部員達は 皆ストイックだ。帰ってからもトレーニングなどを欠かす事はないだろう。
終始、身が引き締まるような ピリピリした雰囲気の部内だったが。
『先輩〜。もう掃除終わらせて早く帰ろうよ』
彼一人だけは “相変わらず”彼らしさを貫いているようで。手に掃除用のブラシを持つだけで、一向に床を磨こうとしない。
「帰りたいなら、早く掃除終わらせよう?」
この日の掃除当番は、後輩の真波と マネージャーの私。同学年で 主将の泉田には「真波を頼んだぞ」と言われてしまっていた。

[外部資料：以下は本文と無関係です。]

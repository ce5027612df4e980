use std::path::Path;

use crate::error::{BlockContext, Error, Result};
use crate::format::FormatVersion;
use crate::reader::{ReadBlock, ReadSessionStats, StorageRead};

use super::datum::{ColumnType, DatumBlock, Value};

/// One column's read session plus the block it is positioned on.
///
/// Headers are read as the row position moves forward; a block's content
/// is only decompressed and parsed when a value from it is asked for.
pub(crate) struct ColumnReader {
    pub column: usize,
    column_type: ColumnType,
    relation: String,
    read: StorageRead,
    block: Option<ReadBlock>,
    decoded: Option<DatumBlock>,
}

impl ColumnReader {
    pub fn new(column: usize, column_type: ColumnType, relation: &str, read: StorageRead) -> Self {
        Self {
            column,
            column_type,
            relation: relation.to_string(),
            read,
            block: None,
            decoded: None,
        }
    }

    pub fn open(&mut self, path: &Path, version: FormatVersion, eof: u64) -> Result<()> {
        self.close();
        self.read.open_file(path, version, eof)
    }

    pub fn close(&mut self) {
        self.read.close_file();
        self.block = None;
        self.decoded = None;
    }

    pub fn file_name(&self) -> &str {
        self.read.file_name()
    }

    pub fn stats(&self) -> ReadSessionStats {
        self.read.stats()
    }

    /// Rows of the block currently held, if any.
    pub fn cached_contains(&self, row_num: i64) -> bool {
        self.block.map_or(false, |b| b.contains_row(row_num))
    }

    /// Forget the current block and read headers from `offset` on.
    pub fn seek_to(&mut self, offset: u64, first_row_num: i64) -> Result<()> {
        self.block = None;
        self.decoded = None;
        self.read.seek_to(offset, first_row_num)
    }

    fn next_block(&mut self) -> Result<bool> {
        self.decoded = None;
        if !self.read.read_next_block()? {
            self.block = None;
            return Ok(false);
        }
        self.block = self.read.current().copied();
        Ok(true)
    }

    /// The smallest row number at or after `target` present in this column,
    /// or `None` once the file is exhausted. Blocks passed over are skipped
    /// without reading their content.
    pub fn next_row_at_or_after(&mut self, target: i64) -> Result<Option<i64>> {
        loop {
            if let Some(b) = self.block {
                if target < b.next_row_num() {
                    return Ok(Some(target.max(b.first_row_num)));
                }
            }
            if !self.next_block()? {
                return Ok(None);
            }
        }
    }

    /// Value of `row_num`, reading forward from the current position.
    /// `None` when this column has no such row.
    pub fn value_at(&mut self, row_num: i64) -> Result<Option<Option<Value>>> {
        loop {
            match self.block {
                Some(b) if b.contains_row(row_num) => break,
                Some(b) if b.first_row_num > row_num => return Ok(None),
                _ => {}
            }
            if !self.next_block()? {
                return Ok(None);
            }
        }
        let block = match self.block {
            Some(b) => b,
            None => return Ok(None),
        };
        if self.decoded.is_none() {
            let context = BlockContext::new(&self.relation, self.read.file_name(), block.header_offset)
                .with_header(block.info);
            let bytes = self.read.content()?.to_vec();
            let decoded = DatumBlock::parse(bytes, self.column_type)
                .map_err(|e| Error::corruption(e, context.clone()))?;
            if decoded.len() != block.row_count() as usize {
                return Err(Error::corruption(
                    format!(
                        "datum block holds {} items, header row count is {}",
                        decoded.len(),
                        block.row_count()
                    ),
                    context,
                ));
            }
            self.decoded = Some(decoded);
        }
        let decoded = match &self.decoded {
            Some(d) => d,
            None => return Ok(None),
        };
        let index = (row_num - block.first_row_num) as usize;
        let value = decoded.get(index).map_err(|e| {
            Error::corruption(
                e,
                BlockContext::new(&self.relation, self.read.file_name(), block.header_offset),
            )
        })?;
        Ok(Some(value))
    }

    pub fn finish(self) {
        self.read.finish_session();
    }
}
//! CRC-32C checksums stored in block headers.
//!
//! The header checksum covers every header byte except the two checksum
//! words themselves: the fixed 8- or 16-byte part and, when present, the
//! trailing first-row-number. The content checksum covers the stored
//! (possibly compressed) payload without padding.

use crc32c::{crc32c, crc32c_append};

/// Checksum of a header laid out as `fixed ++ [checksum words] ++ trailer`.
pub fn build_header_checksum(fixed: &[u8], trailer: &[u8]) -> u32 {
    crc32c_append(crc32c(fixed), trailer)
}

pub fn build_content_checksum(content: &[u8]) -> u32 {
    crc32c(content)
}
use std::collections::HashSet;

use parking_lot::RwLock;

use crate::error::Result;

use super::TupleId;

/// Per-row deletion state.
pub trait VisibilityMap: Send + Sync {
    fn is_visible(&self, tid: TupleId) -> bool;

    /// Mark `tid` deleted. Returns `false` if it already was.
    fn hide(&self, tid: TupleId) -> Result<bool>;
}

#[derive(Debug, Default)]
pub struct InMemoryVisibilityMap {
    hidden: RwLock<HashSet<u64>>,
}

impl InMemoryVisibilityMap {
    pub fn new() -> Self {
        Self::default()
    }

    pub fn hidden_count(&self) -> usize {
        self.hidden.read().len()
    }
}

impl VisibilityMap for InMemoryVisibilityMap {
    fn is_visible(&self, tid: TupleId) -> bool {
        !self.hidden.read().contains(&tid.to_u64())
    }

    fn hide(&self, tid: TupleId) -> Result<bool> {
        Ok(self.hidden.write().insert(tid.to_u64()))
    }
}

#[cfg(test)]
mod tests {
    use super::*;

    #[test]
    fn hide_once() {
        let map = InMemoryVisibilityMap::new();
        let tid = TupleId::new(0, 7).unwrap();
        assert!(map.is_visible(tid));
        assert!(map.hide(tid).unwrap());
        assert!(!map.hide(tid).unwrap());
        assert!(!map.is_visible(tid));
        assert!(map.is_visible(TupleId::new(1, 7).unwrap()));
        assert_eq!(map.hidden_count(), 1);
    }
}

頼まれたからには しっかり真波に掃除をさせ、早めの帰路に着きたい所だったが…。
『夜は雨が降るからって、天気予報で言ってたよ? 今帰らないと雨に降られちゃうよ』
「なら、早く終わらせて 雨が降らないうちに帰らないとね」
『ちぇ〜』
真波は口を尖らせ、やっと掃除する気になったかと思うと、ブラシを投げ出し椅子に座り始めた。
「ちょっと 山岳。私の話し聞いてた?」
『…』
「山岳ってば」
呆れて ため息を着きながら問うと、ふと真波が小さく呟いた。
『来る』
「え?」
瞬間、窓の外が光り 大きな雷が鳴る。
「…きゃっ!…」
途端に 窓を激しく叩くようなスコールが降り始めた。雷は かなり近い場所で鳴っているようで、耳を塞ぎたくなるような轟音を響かせる。
驚く私とは 反対に、真波は楽しそうに笑った。
『ね、 言ったでしょ』
少し悔しくもあったが、真波の言う通り 早めに切り上げて帰った方が良かったか…。
しかし、泉田に頼まれた以上、真波に促されて帰った、というのも気が引ける。
「…しょうがない。雨が止むまで 雨宿りしよっか」
『やった』
「雨宿りしてる間に 掃除終らせるよ」
真波は私の言葉に ふふん、と何故か自慢気に笑うのだ。
『ん〜。掃除…出来るかなあ〜。俺は無理だと思うよ』
「どうして?」
『今からね。なんにも見えなくなるから』
「え?」
すると、真波の言う通り、それはまるで魔法でも使ったかのよう。
大きな音をたて 落雷が近くに落ちる。
瞬間、部室の電球の光がパッと消え、真っ暗になった。
「っや……!…嘘…停電っ…!?」
急に暗くなり、目が慣れず 慌てていると、真波の落ち着いた声が聞こえる。
『先輩、名前先輩。大丈夫だよ』
「さ、山岳…」
『学校や部室だけじゃなくて、ここら辺 一帯が停電してる。慌てて動くと危ないし、復旧するまで待とう、ね?』
「…う、うん…ありがとう」
いつもヘラヘラ笑って、空きあらば寝ている真波が、急に頼もしく思えた。
しかし、窓を叩く激しい雨と、耳に響くような 落雷はまだ続いている。
大きな音と 暗がりの部屋で、不安だけが募っていった。すると、暗がりの中 私の様子が見えていないにも関わらず、真波が口を開いた。
『先輩、俺。ここにいるから平気だよ』
「……山岳………怖いよ……」
つい本音が出てしまう。雷くらいで怖がっているなんて…笑われる、そう思ったが。
『名前先輩、前の方に 手伸ばして』
「え…こう…?」
おずおずと手を伸ばすと、温かい真波の指先と触れた。
『そ、おいで』
「…ち、ちょっと…きゃっ…!」
指と指が触れた途端、真波が私の手首を掴み、自身に引き寄せた。暗くて良く見えないが、彼の体温を背中全体に感じる。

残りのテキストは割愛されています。